Nitrofen-induced congenital diaphragmatic hernia in rat embryo: what model?

Abstract

Purpose The aim of this study was to investigate the natural history of congenital diaphragmatic hernia (CDH) in rat embryos with special attention to the pathomorphologic changes of diaphragm, liver, intestines, and lungs at various stages of embryonic development. Methods Pregnant Sprague-Dawley rats were given, via a gavage tube, 100 mg nitrofen (Wako Chemicals, Neuss, Germany) on day 10.5 of gestation. Fetuses were harvested by laparotomy on day 15.5, 16.5, 18, and 21. Anatomic study of the diaphragm, herniated viscera, and lungs was performed under stereoscope with special attention to the diaphragmatic defect. Results CDH occurred in 44 embryos on right, in 10 on the left, and in 34 bilateral. In the youngest embryos, the small defect was located in the dorsomedial portion of the diaphragm very close to the aortic hiatus. During pregnancy, the defect enlarged progressively to occupy more than half of the affected hemidiaphragm on day 21. In all animals, regardless of their age and side of the defect, the liver was found inside the chest. The intrathoracic mass was formed by ingrown hepatic tissue originating from the dorsal surface of the intraabdominal liver. It appeared as an accessory liver lobe. The amount of intrathoracic liver increased rapidly. From around day 18, the thoracic portion of liver, when examined in sagittal plane, was bent forward and assumed an uncinate shape. The stomach and small bowel loops were displaced into the chest in the oldest examined fetuses. The first sign of reduction of size of the lung was seen in 16, 5-day old embryos, and at further stages of embryonic development the lung growth impairment strictly paralleled the ingrowth of the liver. The natural history of the right and left CDH were very similar.
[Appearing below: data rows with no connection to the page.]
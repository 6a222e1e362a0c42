use super::{ModelInfo, SurrogateModel};
use crate::error::{BspyError, Result};
use ndarray::{Array1, Array2};
use serde::{Deserialize, Serialize};
use std::path::{Path, PathBuf};

#[derive(Debug, Clone, Copy, Default, PartialEq, Eq, Serialize, Deserialize)]
#[serde(rename_all = "lowercase")]
pub enum Activation {
    Relu,
    Tanh,
    Sigmoid,
    #[default]
    Linear,
}

impl Activation {
    fn apply(&self, x: f64) -> f64 {
        match self {
            Activation::Relu => x.max(0.0),
            Activation::Tanh => x.tanh(),
            Activation::Sigmoid => 1.0 / (1.0 + (-x).exp()),
            Activation::Linear => x,
        }
    }
}

/// Serialized dense layer. `weights` is laid out input × output.
#[derive(Debug, Clone, Serialize, Deserialize)]
pub struct DenseLayer {
    pub weights: Vec<Vec<f64>>,
    pub bias: Vec<f64>,
    #[serde(default)]
    pub activation: Activation,
}

#[derive(Debug, Deserialize)]
struct CheckpointFile {
    info: ModelInfo,
    layers: Vec<DenseLayer>,
}

#[derive(Debug, Clone)]
struct Dense {
    weights: Array2<f64>,
    bias: Array1<f64>,
    activation: Activation,
}

/// Feed-forward surrogate restored from a JSON checkpoint.
#[derive(Debug, Clone)]
pub struct NetworkCheckpoint {
    info: ModelInfo,
    layers: Vec<Dense>,
}

impl NetworkCheckpoint {
    /// Load a checkpoint from disk. The file is read fully and released
    /// before this returns.
    pub fn load<P: AsRef<Path>>(path: P) -> Result<Self> {
        let path = path.as_ref();
        let fail = |reason: String| BspyError::ModelLoad {
            path: path.to_path_buf(),
            reason,
        };

        let contents = std::fs::read_to_string(path).map_err(|e| fail(e.to_string()))?;
        let file: CheckpointFile =
            serde_json::from_str(&contents).map_err(|e| fail(format!("corrupt checkpoint: {}", e)))?;

        let model = Self::from_layers(file.info, file.layers).map_err(|e| match e {
            BspyError::ModelLoad { reason, .. } => fail(reason),
            other => other,
        })?;

        log::info!(
            "Loaded surrogate model from {} ({} -> {}, amplification {})",
            path.display(),
            model.input_dim(),
            model.output_dim(),
            model.info.amplification
        );
        Ok(model)
    }

    /// Build a checkpoint from in-memory layers, checking that the network is
    /// structurally consistent with its metadata.
    pub fn from_layers(mut info: ModelInfo, layers: Vec<DenseLayer>) -> Result<Self> {
        let fail = |reason: String| BspyError::ModelLoad {
            path: PathBuf::from("<memory>"),
            reason,
        };

        if layers.is_empty() {
            return Err(fail("checkpoint has no layers".to_string()));
        }
        if info.amplitude.is_empty() {
            return Err(fail("model info declares no input channels".to_string()));
        }
        if !info.amplification.is_finite() {
            return Err(fail(format!("amplification {} is not finite", info.amplification)));
        }
        if info.offset.is_empty() {
            info.offset = vec![0.0; info.amplitude.len()];
        } else if info.offset.len() != info.amplitude.len() {
            return Err(fail(format!(
                "offset has {} channels but amplitude has {}",
                info.offset.len(),
                info.amplitude.len()
            )));
        }

        let mut expected_in = info.amplitude.len();
        let mut dense = Vec::with_capacity(layers.len());
        for (i, layer) in layers.into_iter().enumerate() {
            let rows = layer.weights.len();
            if rows != expected_in {
                return Err(fail(format!(
                    "layer {} expects {} inputs but previous stage provides {}",
                    i, rows, expected_in
                )));
            }
            let cols = layer.bias.len();
            if cols == 0 {
                return Err(fail(format!("layer {} has no outputs", i)));
            }
            if let Some(bad) = layer.weights.iter().position(|row| row.len() != cols) {
                return Err(fail(format!(
                    "layer {} weight row {} has {} columns, bias has {}",
                    i,
                    bad,
                    layer.weights[bad].len(),
                    cols
                )));
            }

            let flat: Vec<f64> = layer.weights.into_iter().flatten().collect();
            let weights = Array2::from_shape_vec((rows, cols), flat)
                .map_err(|e| fail(format!("layer {}: {}", i, e)))?;
            dense.push(Dense {
                weights,
                bias: Array1::from(layer.bias),
                activation: layer.activation,
            });
            expected_in = cols;
        }

        Ok(Self { info, layers: dense })
    }
}

impl SurrogateModel for NetworkCheckpoint {
    fn info(&self) -> &ModelInfo {
        &self.info
    }

    fn output_dim(&self) -> usize {
        self.layers.last().map(|l| l.bias.len()).unwrap_or(0)
    }

    fn inference(&self, inputs: &Array2<f64>) -> Result<Array2<f64>> {
        if inputs.ncols() != self.input_dim() {
            return Err(BspyError::shape(
                "surrogate inference input",
                format!("{} columns", self.input_dim()),
                format!("{} columns", inputs.ncols()),
            ));
        }

        let mut x = inputs.to_owned();
        for layer in &self.layers {
            x = x.dot(&layer.weights) + &layer.bias;
            let activation = layer.activation;
            x.mapv_inplace(|v| activation.apply(v));
        }
        Ok(x)
    }
}

#[cfg(test)]
mod tests {
    use super::*;
    use ndarray::array;
    use std::io::Write;

    fn info(dim: usize, amplification: f64) -> ModelInfo {
        ModelInfo {
            amplitude: vec![1.0; dim],
            offset: vec![],
            amplification,
        }
    }

    #[test]
    fn test_linear_network_forward() {
        let model = NetworkCheckpoint::from_layers(
            info(2, 1.0),
            vec![DenseLayer {
                weights: vec![vec![1.0], vec![2.0]],
                bias: vec![0.5],
                activation: Activation::Linear,
            }],
        )
        .unwrap();

        let out = model.inference(&array![[1.0, 1.0], [0.0, -1.0]]).unwrap();
        assert_eq!(out, array![[3.5], [-1.5]]);
        assert_eq!(model.info().offset, vec![0.0, 0.0]);
    }

    #[test]
    fn test_relu_hidden_layer_and_amplification() {
        let model = NetworkCheckpoint::from_layers(
            info(1, 10.0),
            vec![
                DenseLayer {
                    weights: vec![vec![1.0, -1.0]],
                    bias: vec![0.0, 0.0],
                    activation: Activation::Relu,
                },
                DenseLayer {
                    weights: vec![vec![1.0], vec![1.0]],
                    bias: vec![0.0],
                    activation: Activation::Linear,
                },
            ],
        )
        .unwrap();

        // |x| through relu(x) + relu(-x)
        let out = model.inference_in_nanoamperes(&array![[2.0], [-3.0]]).unwrap();
        assert_eq!(out, array![[20.0], [30.0]]);
    }

    #[test]
    fn test_missing_activation_defaults_to_linear() {
        let layer: DenseLayer =
            serde_json::from_str(r#"{"weights": [[1.0]], "bias": [0.0]}"#).unwrap();
        assert_eq!(layer.activation, Activation::Linear);
        assert_eq!(Activation::default(), Activation::Linear);
    }

    #[test]
    fn test_rejects_mismatched_layer_dims() {
        let err = NetworkCheckpoint::from_layers(
            info(3, 1.0),
            vec![DenseLayer {
                weights: vec![vec![1.0], vec![1.0]],
                bias: vec![0.0],
                activation: Activation::Linear,
            }],
        )
        .unwrap_err();
        assert!(matches!(err, BspyError::ModelLoad { .. }));
    }

    #[test]
    fn test_inference_rejects_wrong_input_width() {
        let model = NetworkCheckpoint::from_layers(
            info(2, 1.0),
            vec![DenseLayer {
                weights: vec![vec![1.0], vec![1.0]],
                bias: vec![0.0],
                activation: Activation::Linear,
            }],
        )
        .unwrap();
        let err = model.inference(&array![[1.0, 2.0, 3.0]]).unwrap_err();
        assert!(matches!(err, BspyError::ShapeMismatch { .. }));
    }

    #[test]
    fn test_load_missing_file() {
        let err = NetworkCheckpoint::load("does/not/exist.json").unwrap_err();
        match err {
            BspyError::ModelLoad { path, .. } => assert_eq!(path, PathBuf::from("does/not/exist.json")),
            other => panic!("unexpected error: {other:?}"),
        }
    }

    #[test]
    fn test_load_corrupt_file() {
        let mut file = tempfile::NamedTempFile::new().unwrap();
        write!(file, "{{ not json").unwrap();
        let err = NetworkCheckpoint::load(file.path()).unwrap_err();
        assert!(matches!(err, BspyError::ModelLoad { .. }));
    }

    #[test]
    fn test_load_from_disk() {
        let mut file = tempfile::NamedTempFile::new().unwrap();
        write!(
            file,
            r#"{{
                "info": {{"amplitude": [0.9, 0.9], "amplification": 2.0}},
                "layers": [{{"weights": [[1.0], [1.0]], "bias": [0.0], "activation": "tanh"}}]
            }}"#
        )
        .unwrap();

        let model = NetworkCheckpoint::load(file.path()).unwrap();
        assert_eq!(model.input_dim(), 2);
        assert_eq!(model.output_dim(), 1);
        let out = model.inference(&array![[0.0, 0.0]]).unwrap();
        assert_eq!(out, array![[0.0]]);
    }
}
In fetuses with bilateral CDH, asymmetry regarding size of the defect and volume of intrathoracic hepatic mass was noted with larger defects on the left side in more than 60% of animals. Conclusions Pathogenesis of nitrofen-induced diaphragmatic defect in the rat embryo and CDH in the human fetus seem to differ significantly. Nitrofen induces a complex malformation of the embryonic diaphragm and the liver. CDH in rat embryo bears more resemblance to a model of space-occupying lesion than to human CDH. The induction of localized hepatic proliferation may be a result of disturbance of as yet unknown regulatory interaction between hepatic and mesenchymal diaphragmatic cells.